(Records from a collection)
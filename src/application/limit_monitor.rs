//! Continuous limit evaluation with hysteresis.
//!
//! Each cycle re-derives metrics, checks every configured ceiling, advances
//! the per-limit breach trackers, and feeds the circuit breaker. Breach
//! open/close events go to the audit trail and the alert sink; the breaker
//! decides what, if anything, changes state.

use chrono::Utc;
use serde_json::json;
use std::collections::HashMap;
use std::sync::Arc;
use tokio::sync::Mutex;
use tracing::{debug, error, warn};

use crate::application::circuit_breaker::CircuitBreakerHandle;
use crate::application::metrics_service::MetricsService;
use crate::application::snapshot_store::SnapshotStore;
use crate::domain::errors::LimitViolation;
use crate::domain::ports::NotificationService;
use crate::domain::risk::breach::{BreachEvent, LimitTracker, TrackerUpdate, classify};
use crate::domain::risk::limits::{RiskLimitSet, SharedLimits};
use crate::domain::risk::metrics::RiskMetrics;
use crate::domain::portfolio::PortfolioSnapshot;
use crate::domain::types::{Alert, Severity};
use crate::infrastructure::audit_log::{AuditLog, AuditRecord};
use crate::infrastructure::observability::EngineMetrics;

pub const LIMIT_POSITION_CONCENTRATION: &str = "position_concentration";
pub const LIMIT_EXCHANGE_EXPOSURE: &str = "exchange_exposure";
pub const LIMIT_LEVERAGE: &str = "max_leverage";
pub const LIMIT_DAILY_VAR: &str = "daily_var";
pub const LIMIT_DRAWDOWN: &str = "max_drawdown";
pub const LIMIT_DAILY_LOSS: &str = "daily_loss";
pub const LIMIT_CORRELATION: &str = "correlation_ceiling";

const ALL_LIMITS: [&str; 7] = [
    LIMIT_POSITION_CONCENTRATION,
    LIMIT_EXCHANGE_EXPOSURE,
    LIMIT_LEVERAGE,
    LIMIT_DAILY_VAR,
    LIMIT_DRAWDOWN,
    LIMIT_DAILY_LOSS,
    LIMIT_CORRELATION,
];

struct LimitCheck {
    name: &'static str,
    observed: f64,
    threshold: f64,
    violation: LimitViolation,
}

pub struct LimitMonitor {
    store: Arc<SnapshotStore>,
    metrics_service: Arc<MetricsService>,
    limits: Arc<SharedLimits>,
    breaker: CircuitBreakerHandle,
    notifier: Arc<dyn NotificationService>,
    audit: Arc<AuditLog>,
    observability: Arc<EngineMetrics>,
    trackers: Mutex<HashMap<&'static str, LimitTracker>>,
}

impl LimitMonitor {
    #[allow(clippy::too_many_arguments)]
    pub fn new(
        store: Arc<SnapshotStore>,
        metrics_service: Arc<MetricsService>,
        limits: Arc<SharedLimits>,
        breaker: CircuitBreakerHandle,
        notifier: Arc<dyn NotificationService>,
        audit: Arc<AuditLog>,
        observability: Arc<EngineMetrics>,
        hysteresis_passes: u32,
        recovered_breaches: Vec<BreachEvent>,
    ) -> Self {
        let mut trackers: HashMap<&'static str, LimitTracker> = ALL_LIMITS
            .iter()
            .map(|name| (*name, LimitTracker::new(*name, hysteresis_passes)))
            .collect();

        // Breaches replayed from the audit trail keep their identity and
        // close through the ordinary hysteresis path once conditions clear
        for event in recovered_breaches {
            match ALL_LIMITS.iter().find(|name| **name == event.limit_name) {
                Some(name) => {
                    if let Some(tracker) = trackers.get_mut(*name) {
                        tracker.restore(event);
                    }
                }
                None => warn!(
                    limit = %event.limit_name,
                    "Recovered breach references an unknown limit; dropping it"
                ),
            }
        }

        Self {
            store,
            metrics_service,
            limits,
            breaker,
            notifier,
            audit,
            observability,
            trackers: Mutex::new(trackers),
        }
    }

    /// One full evaluation cycle: recompute metrics, check all limits,
    /// advance trackers, signal the breaker.
    pub async fn evaluate_once(&self) {
        let metrics = self.metrics_service.recompute().await;
        let portfolio = self.store.portfolio().await;
        let limits = self.limits.get().await;
        let daily_loss = self.store.daily_loss_pct().await;

        let checks = build_checks(&portfolio, &metrics, &limits, daily_loss);
        let now = Utc::now();

        let mut trackers = self.trackers.lock().await;
        for check in checks {
            let severity = classify(
                check.observed,
                check.threshold,
                limits.warning_ratio,
                limits.critical_ratio,
            );
            let Some(tracker) = trackers.get_mut(check.name) else {
                continue;
            };
            let update = tracker.observe(check.observed, check.threshold, severity, now);
            let Some(update) = update else { continue };

            let open_count = trackers.values().filter(|t| t.open_event().is_some()).count();
            match update {
                TrackerUpdate::Opened(event) => {
                    self.observability.inc_breach(&event.limit_name, &event.severity.to_string());
                    self.observability.open_breaches.set(open_count as f64);
                    if let Err(err) =
                        self.audit.append(&AuditRecord::BreachOpened { event: event.clone() }).await
                    {
                        error!(error = %err, "Failed to audit breach open");
                    }
                    let alert = Alert::new(
                        event.severity,
                        check.violation.to_string(),
                        json!({
                            "limit": event.limit_name,
                            "observed": event.observed_value,
                            "threshold": event.threshold,
                        }),
                    );
                    if let Err(err) = self.notifier.emit_alert(alert).await {
                        error!(error = %err, "Failed to deliver breach alert");
                    }
                    self.breaker
                        .report_breach(event.severity, check.violation.to_string(), open_count)
                        .await;
                }
                TrackerUpdate::StillFailing(event) => {
                    // Re-signal so repeated critical failures keep walking
                    // the breaker ladder and warnings keep accumulating
                    self.breaker
                        .report_breach(event.severity, check.violation.to_string(), open_count)
                        .await;
                }
                TrackerUpdate::Closed(event) => {
                    self.observability.open_breaches.set(open_count as f64);
                    if let Err(err) =
                        self.audit.append(&AuditRecord::BreachClosed { event: event.clone() }).await
                    {
                        error!(error = %err, "Failed to audit breach close");
                    }
                    let alert = Alert::new(
                        Severity::Warning,
                        format!("Breach of {} resolved", event.limit_name),
                        json!({ "limit": event.limit_name }),
                    );
                    if let Err(err) = self.notifier.emit_alert(alert).await {
                        error!(error = %err, "Failed to deliver resolution alert");
                    }
                    self.breaker.report_resolved(open_count).await;
                }
            }
        }
        debug!("Limit evaluation cycle complete");
    }

    pub async fn open_breaches(&self) -> Vec<crate::domain::risk::breach::BreachEvent> {
        self.trackers
            .lock()
            .await
            .values()
            .filter_map(|t| t.open_event().cloned())
            .collect()
    }
}

fn build_checks(
    portfolio: &PortfolioSnapshot,
    metrics: &RiskMetrics,
    limits: &RiskLimitSet,
    daily_loss: f64,
) -> Vec<LimitCheck> {
    let mut checks = Vec::with_capacity(ALL_LIMITS.len());

    let (symbol, weight) = portfolio
        .largest_weight()
        .map(|(s, w)| (s.to_string(), w))
        .unwrap_or_else(|| ("none".to_string(), 0.0));
    checks.push(LimitCheck {
        name: LIMIT_POSITION_CONCENTRATION,
        observed: weight,
        threshold: limits.max_position_pct,
        violation: LimitViolation::PositionConcentration {
            symbol,
            current_pct: weight * 100.0,
            max_pct: limits.max_position_pct * 100.0,
        },
    });

    let (exchange, exposure) = portfolio
        .largest_exchange_exposure()
        .unwrap_or_else(|| ("none".to_string(), 0.0));
    checks.push(LimitCheck {
        name: LIMIT_EXCHANGE_EXPOSURE,
        observed: exposure,
        threshold: limits.max_exchange_exposure_pct,
        violation: LimitViolation::ExchangeExposure {
            exchange,
            current_pct: exposure * 100.0,
            max_pct: limits.max_exchange_exposure_pct * 100.0,
        },
    });

    let leverage = portfolio.leverage();
    checks.push(LimitCheck {
        name: LIMIT_LEVERAGE,
        observed: leverage,
        threshold: limits.max_leverage,
        violation: LimitViolation::Leverage {
            current: leverage,
            max: limits.max_leverage,
        },
    });

    let var = metrics.var_for_confidence(metrics.confidence);
    checks.push(LimitCheck {
        name: LIMIT_DAILY_VAR,
        observed: var,
        threshold: limits.daily_var_ceiling_pct,
        violation: LimitViolation::VarCeiling {
            observed_pct: var * 100.0,
            ceiling_pct: limits.daily_var_ceiling_pct * 100.0,
        },
    });

    checks.push(LimitCheck {
        name: LIMIT_DRAWDOWN,
        observed: metrics.current_drawdown,
        threshold: limits.max_drawdown_pct,
        violation: LimitViolation::DrawdownLimit {
            drawdown_pct: metrics.current_drawdown * 100.0,
            max_pct: limits.max_drawdown_pct * 100.0,
        },
    });

    checks.push(LimitCheck {
        name: LIMIT_DAILY_LOSS,
        observed: daily_loss,
        threshold: limits.max_daily_loss_pct,
        violation: LimitViolation::DailyLoss {
            loss_pct: daily_loss * 100.0,
            limit_pct: limits.max_daily_loss_pct * 100.0,
        },
    });

    let (a, b, correlation) = metrics
        .correlation
        .max_offdiagonal()
        .unwrap_or_else(|| ("none".to_string(), "none".to_string(), 0.0));
    checks.push(LimitCheck {
        name: LIMIT_CORRELATION,
        observed: correlation,
        threshold: limits.correlation_ceiling,
        violation: LimitViolation::CorrelationCeiling {
            a,
            b,
            observed: correlation,
            ceiling: limits.correlation_ceiling,
        },
    });

    checks
}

Problem to work on. Your answer must be the lines above, unchanged, from the first one through the line that holds "use crate::application::circuit_breaker::CircuitBreakerHandle;", inclusive, and no others.

Response area.
filename src/application/limit_monitor.rs
//! Continuous limit evaluation with hysteresis.
//!
//! Each cycle re-derives metrics, checks every configured ceiling, advances
//! the per-limit breach trackers, and feeds the circuit breaker. Breach
//! open/close events go to the audit trail and the alert sink; the breaker
//! decides what, if anything, changes state.

use chrono::Utc;
use serde_json::json;
use std::collections::HashMap;
use std::sync::Arc;
use tokio::sync::Mutex;
use tracing::{debug, error, warn};

use crate::application::circuit_breaker::CircuitBreakerHandle;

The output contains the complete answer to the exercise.